13th Feb 2023 17:26
(Alliance News) - FRP Advisory Group PLC will be able to cope with an earnings fall due to its chunky cash position, according to Liberum.
Liberum maintained FRP's "buy" rating, with a target price of 170.0 pence from 185.0 pence in December.
Shares in the London-based business advisory firm closed 5.8% lower at 137.50 pence each in London on Monday.
FRP on Monday said it expects to see a rise in insolvencies in the UK as companies continue to suffer from inflation and increased costs of borrowing.
Turning to its own business results, the company said that, for the nine months to January 31, it expects revenue and adjusted earnings before interest, tax, depreciation and amortisation to be "broadly" in line with the consensus for financial year 2023.
"As a result of the mix of work being weighted towards lower margin liquidation activity and uncertainty around the timing of deal closures, we leave revenue estimates unchanged at GBP100 million and GBP105 million in FY 23 and FY 24, but reduce profits," Liberum analysts James Allen and Nick Anderson said.
FRP said it anticipates more activity in the higher-value restructuring and administration market in 2023, but noted that volumes are yet to recover to pre-Covid levels.

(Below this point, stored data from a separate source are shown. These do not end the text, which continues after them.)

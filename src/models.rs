//! Request and response models for the REST API.

use crate::db::{ColumnKind, Entity, FieldMap, Gender, Profile, SqlValue, User};
use crate::error::ApiError;
use chrono::{DateTime, NaiveDate, Utc};
use serde::de::{self, Deserializer};
use serde::{Deserialize, Serialize};
use serde_json::Value;
use std::borrow::Cow;
use std::marker::PhantomData;
use thiserror::Error;
use utoipa::openapi::schema::{
    KnownFormat, ObjectBuilder, Schema, SchemaFormat, SchemaType, Type,
};
use utoipa::openapi::RefOr;
use utoipa::{PartialSchema, ToSchema};
use uuid::Uuid;


/// Default number of profiles returned by the listing endpoint.
pub const DEFAULT_PROFILE_LIMIT: u32 = 10;

/// Upper bound on the profile listing `limit` parameter.
pub const MAX_PROFILE_LIMIT: u32 = 100;

// ============================================================================
// Validation
// ============================================================================

/// A single field that failed validation.
#[derive(Debug, Clone, PartialEq, Eq, Error)]
#[error("{field}: {message}")]
pub struct ValidationError {
    /// Offending field name.
    pub field: String,
    /// What is wrong with it.
    pub message: String,
}

impl ValidationError {
    /// Creates a validation error for `field`.
    pub fn new(field: impl Into<String>, message: impl Into<String>) -> Self {
        Self {
            field: field.into(),
            message: message.into(),
        }
    }
}

impl From<ValidationError> for ApiError {
    fn from(err: ValidationError) -> Self {
        ApiError::Validation(err.to_string())
    }
}

/// Checks applied to a payload after it has been deserialized.
pub trait Validate {
    /// Validates the payload.
    ///
    /// # Errors
    /// Returns the first field that fails validation.
    fn validate(&self) -> Result<(), ValidationError>;
}

/// Returns `true` if `email` has the shape `local@domain.tld`.
#[must_use]
pub fn is_valid_email(email: &str) -> bool {
    if email.chars().any(char::is_whitespace) {
        return false;
    }

    let Some((local, domain)) = email.split_once('@') else {
        return false;
    };

    !local.is_empty()
        && !domain.contains('@')
        && domain.contains('.')
        && domain.split('.').all(|label| !label.is_empty())
}

fn validate_email(field: &str, email: Option<&str>) -> Result<(), ValidationError> {
    match email {
        Some(email) if !is_valid_email(email) => Err(ValidationError::new(
            field,
            "value is not a valid email address",
        )),
        _ => Ok(()),
    }
}

fn validate_not_blank(field: &str, value: &str) -> Result<(), ValidationError> {
    if value.trim().is_empty() {
        return Err(ValidationError::new(field, "value cannot be blank"));
    }
    Ok(())
}

// ============================================================================
// Users
// ============================================================================

/// Request to create a user.
#[derive(Debug, Clone, Default, Deserialize, Serialize, ToSchema)]
pub struct CreateUserRequest {
    /// Email address.
    #[serde(default)]
    pub email_id: Option<String>,
    /// Phone number.
    #[serde(default)]
    pub phone_number: Option<String>,
    /// Single sign-on provider.
    #[serde(default)]
    pub auth_provider: Option<String>,
    /// Account identifier at the provider.
    #[serde(default)]
    pub provider_id: Option<String>,
    /// First name.
    #[serde(default)]
    pub first_name: Option<String>,
    /// Middle name.
    #[serde(default)]
    pub middle_name: Option<String>,
    /// Last name.
    #[serde(default)]
    pub last_name: Option<String>,
    /// Bookmarked profiles.
    #[serde(default)]
    pub bookmarks: String,
    /// Liked profiles.
    #[serde(default)]
    pub likes: String,
}

impl Validate for CreateUserRequest {
    fn validate(&self) -> Result<(), ValidationError> {
        validate_email("email_id", self.email_id.as_deref())
    }
}

impl CreateUserRequest {
    /// Converts the request into insert values for a new row.
    #[must_use]
    pub fn into_values(self, user_id: Uuid, now: DateTime<Utc>) -> Vec<(&'static str, SqlValue)> {
        vec![
            ("user_id", SqlValue::Uuid(user_id)),
            ("email_id", self.email_id.into()),
            ("phone_number", self.phone_number.into()),
            ("auth_provider", self.auth_provider.into()),
            ("provider_id", self.provider_id.into()),
            ("first_name", self.first_name.into()),
            ("middle_name", self.middle_name.into()),
            ("last_name", self.last_name.into()),
            ("bookmarks", self.bookmarks.into()),
            ("likes", self.likes.into()),
            ("created_at", SqlValue::Timestamp(now)),
            ("modified_at", SqlValue::Timestamp(now)),
        ]
    }
}

/// Response listing every user.
#[derive(Debug, Serialize, ToSchema)]
pub struct UsersListResponse {
    /// Users, newest first.
    pub users: Vec<User>,
    /// Number of users returned.
    pub count: usize,
}

// ============================================================================
// Profiles
// ============================================================================

/// Request to create a profile for an existing user.
#[derive(Debug, Clone, Deserialize, Serialize, ToSchema)]
pub struct CreateProfileRequest {
    /// Contact email address.
    #[serde(default)]
    pub email_id: Option<String>,
    /// Contact phone number.
    #[serde(default)]
    pub phone_number: Option<String>,
    /// First name.
    pub first_name: String,
    /// Middle name.
    pub middle_name: String,
    /// Last name.
    pub last_name: String,
    /// Gender.
    pub gender: Gender,
    /// Date of birth (`YYYY-MM-DD`).
    pub birth_date: NaiveDate,
    /// Height.
    pub height: String,
    /// Country of current residence.
    pub country_currently_residing: String,
    /// Countries of citizenship.
    pub citizen_of_countries: String,
    /// Annual income.
    pub annual_income: String,
    /// Personal assets.
    #[serde(default)]
    pub personal_assets: Option<String>,
    /// Medical history.
    pub medical_history: String,
    /// Profession.
    #[serde(default)]
    pub profession: Option<String>,
    /// Education.
    #[serde(default)]
    pub education: Option<String>,
    /// Religion.
    #[serde(default)]
    pub religion: Option<String>,
    /// Whether the owner asks for verification.
    #[serde(default)]
    pub is_verification_requested: bool,
}

impl Validate for CreateProfileRequest {
    fn validate(&self) -> Result<(), ValidationError> {
        validate_email("email_id", self.email_id.as_deref())?;
        validate_not_blank("first_name", &self.first_name)?;
        validate_not_blank("last_name", &self.last_name)?;
        Ok(())
    }
}

impl CreateProfileRequest {
    /// Converts the request into insert values for a new row owned by
    /// `user_id`. New profiles always start unverified.
    #[must_use]
    pub fn into_values(
        self,
        profile_id: Uuid,
        user_id: Uuid,
        now: DateTime<Utc>,
    ) -> Vec<(&'static str, SqlValue)> {
        vec![
            ("profile_id", SqlValue::Uuid(profile_id)),
            ("user_id", SqlValue::Uuid(user_id)),
            ("email_id", self.email_id.into()),
            ("phone_number", self.phone_number.into()),
            ("first_name", self.first_name.into()),
            ("middle_name", self.middle_name.into()),
            ("last_name", self.last_name.into()),
            ("gender", SqlValue::text(self.gender.as_str())),
            ("birth_date", SqlValue::Date(self.birth_date)),
            ("height", self.height.into()),
            ("country_currently_residing", self.country_currently_residing.into()),
            ("citizen_of_countries", self.citizen_of_countries.into()),
            ("annual_income", self.annual_income.into()),
            ("personal_assets", self.personal_assets.into()),
            ("medical_history", self.medical_history.into()),
            ("profession", self.profession.into()),
            ("education", self.education.into()),
            ("religion", self.religion.into()),
            (
                "is_verification_requested",
                SqlValue::Bool(self.is_verification_requested),
            ),
            ("is_verified", SqlValue::Bool(false)),
            ("created_at", SqlValue::Timestamp(now)),
            ("modified_at", SqlValue::Timestamp(now)),
        ]
    }
}

/// Query parameters for listing profiles.
#[derive(Debug, Default, Deserialize, ToSchema)]
pub struct ProfileListQuery {
    /// Maximum number of profiles to return (default 10, max 100).
    pub limit: Option<u32>,
}

impl ProfileListQuery {
    /// Returns the effective limit, clamped to `1..=MAX_PROFILE_LIMIT`.
    #[must_use]
    pub fn effective_limit(&self) -> i64 {
        i64::from(
            self.limit
                .unwrap_or(DEFAULT_PROFILE_LIMIT)
                .clamp(1, MAX_PROFILE_LIMIT),
        )
    }
}

/// Response listing profiles.
#[derive(Debug, Serialize, ToSchema)]
pub struct ProfilesListResponse {
    /// Profiles, newest first.
    pub profiles: Vec<Profile>,
    /// Number of profiles returned.
    pub count: usize,
}

// ============================================================================
// Partial Updates
// ============================================================================

/// A partial update payload, checked against the mutable columns of `E`.
///
/// Deserializes from a JSON object; unknown fields and values of the wrong
/// shape are rejected during deserialization.
#[derive(Debug, Clone)]
pub struct UpdateFields<E> {
    fields: FieldMap,
    _entity: PhantomData<fn() -> E>,
}

/// Partial update payload for `PUT /users/{user_id}`.
pub type UserUpdate = UpdateFields<User>;

/// Partial update payload for `PUT /profiles/{profile_id}`.
pub type ProfileUpdate = UpdateFields<Profile>;

impl<E: Entity> UpdateFields<E> {
    /// Validates a JSON object against the mutable columns of `E`.
    ///
    /// # Errors
    /// Returns the first unknown field or ill-typed value.
    pub fn from_json(object: serde_json::Map<String, Value>) -> Result<Self, ValidationError> {
        let mut fields = FieldMap::new();

        for (name, value) in object {
            let Some(column) = E::mutable_column(&name) else {
                return Err(ValidationError::new(name, "unknown or read-only field"));
            };
            let value = convert_value(column.kind, &value)
                .map_err(|message| ValidationError::new(column.name, message))?;
            fields.insert(column.name.to_string(), value);
        }

        Ok(Self {
            fields,
            _entity: PhantomData,
        })
    }

    /// Returns `true` if no fields were supplied.
    #[must_use]
    pub fn is_empty(&self) -> bool {
        self.fields.is_empty()
    }

    /// Consumes the payload, returning the validated field map.
    #[must_use]
    pub fn into_inner(self) -> FieldMap {
        self.fields
    }
}

impl<'de, E: Entity> Deserialize<'de> for UpdateFields<E> {
    fn deserialize<D: Deserializer<'de>>(deserializer: D) -> Result<Self, D::Error> {
        let object = serde_json::Map::<String, Value>::deserialize(deserializer)?;
        Self::from_json(object).map_err(de::Error::custom)
    }
}

impl<E> Validate for UpdateFields<E> {
    fn validate(&self) -> Result<(), ValidationError> {
        Ok(())
    }
}

impl<E: Entity> PartialSchema for UpdateFields<E> {
    fn schema() -> RefOr<Schema> {
        E::MUTABLE_COLUMNS
            .iter()
            .fold(
                ObjectBuilder::new()
                    .schema_type(Type::Object)
                    .description(Some("Any subset of the updatable fields")),
                |object, column| object.property(column.name, column_schema(column.kind)),
            )
            .into()
    }
}

impl<E: Entity> ToSchema for UpdateFields<E> {
    fn name() -> Cow<'static, str> {
        Cow::Owned(format!("{}_update", E::TABLE))
    }
}

fn column_schema(kind: ColumnKind) -> ObjectBuilder {
    match kind {
        ColumnKind::Text => ObjectBuilder::new().schema_type(Type::String),
        ColumnKind::NullableText | ColumnKind::Email => ObjectBuilder::new()
            .schema_type(SchemaType::from_iter([Type::String, Type::Null])),
        ColumnKind::Bool => ObjectBuilder::new().schema_type(Type::Boolean),
        ColumnKind::Date => ObjectBuilder::new()
            .schema_type(Type::String)
            .format(Some(SchemaFormat::KnownFormat(KnownFormat::Date))),
        ColumnKind::Enum(values) => ObjectBuilder::new()
            .schema_type(Type::String)
            .enum_values(Some(values.iter().copied())),
    }
}

fn convert_value(kind: ColumnKind, value: &Value) -> Result<SqlValue, String> {
    match (kind, value) {
        (ColumnKind::Text, Value::String(s)) => Ok(SqlValue::text(s.as_str())),
        (ColumnKind::NullableText | ColumnKind::Email, Value::Null) => Ok(SqlValue::Text(None)),
        (ColumnKind::NullableText, Value::String(s)) => Ok(SqlValue::text(s.as_str())),
        (ColumnKind::Email, Value::String(s)) if is_valid_email(s) => Ok(SqlValue::text(s.as_str())),
        (ColumnKind::Email, Value::String(_)) => Err("value is not a valid email address".into()),
        (ColumnKind::Bool, Value::Bool(b)) => Ok(SqlValue::Bool(*b)),
        (ColumnKind::Date, Value::String(s)) => NaiveDate::parse_from_str(s, "%Y-%m-%d")
            .map(SqlValue::Date)
            .map_err(|_| "expected a date in YYYY-MM-DD format".to_string()),
        (ColumnKind::Enum(allowed), Value::String(s)) if allowed.iter().any(|v| *v == s.as_str()) => {
            Ok(SqlValue::text(s.as_str()))
        }
        (ColumnKind::Enum(allowed), _) => Err(format!("expected one of {}", allowed.join(", "))),
        (ColumnKind::Text | ColumnKind::NullableText, _) => Err("expected a string".into()),
        (ColumnKind::Email, _) => Err("expected a string or null".into()),
        (ColumnKind::Bool, _) => Err("expected a boolean".into()),
        (ColumnKind::Date, _) => Err("expected a date string".into()),
    }
}

// ============================================================================
// Generic Responses
// ============================================================================

/// Simple message response.
#[derive(Debug, Serialize, Deserialize, ToSchema)]
pub struct MessageResponse {
    /// Human-readable message.
    pub message: String,
}

impl MessageResponse {
    /// Creates a message response.
    pub fn new(message: impl Into<String>) -> Self {
        Self {
            message: message.into(),
        }
    }
}

/// Health check response.
#[derive(Debug, Serialize, ToSchema)]
pub struct HealthResponse {
    /// Service status.
    pub status: String,
    /// Service version.
    pub version: String,
    /// Connection pool status.
    pub database: DatabaseStatus,
}

/// Connection pool status reported by the health check.
#[derive(Debug, Default, Serialize, ToSchema)]
pub struct DatabaseStatus {
    /// Whether a pool is live.
    pub initialized: bool,
    /// Open connections, idle or leased.
    pub size: u32,
    /// Idle connections.
    pub idle: usize,
    /// Connections leased to in-flight requests.
    pub leased: usize,
    /// Configured maximum connections.
    pub max_connections: u32,
}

"We retain our positive view on the shares and expect the company to benefit from increased restructuring demand in 2023," the Liberum analysts said.
Liberum said FRP is one of the firm's "most able to withstand" a fall in earnings, due to "its strong net cash position".
FRP back in December reported net cash of GBP21.0 million at October 31, doubling from GBP9.2 million the year prior
FRP noted it has "seen an increase in the number of liquidation mandates in line with the widely reported increase in the overall number of insolvencies for companies during 2022".
In 2022, total insolvencies in England & Wales rose by 57% to 22,109 from 14,059 in 2021, the UK government's Insolvency Service said at the end of January. Administrations increased 55% to 1,231 from 796.
Chief Executive Officer Geoff Rowley said: "The restructuring team is well positioned to service the expected increase in demand and has proven itself to be resilient during a period when troubled UK businesses have been supported by government backed loans, other sources of liquidity and support."
The company will release its results for the financial year to April 30 in mid-May.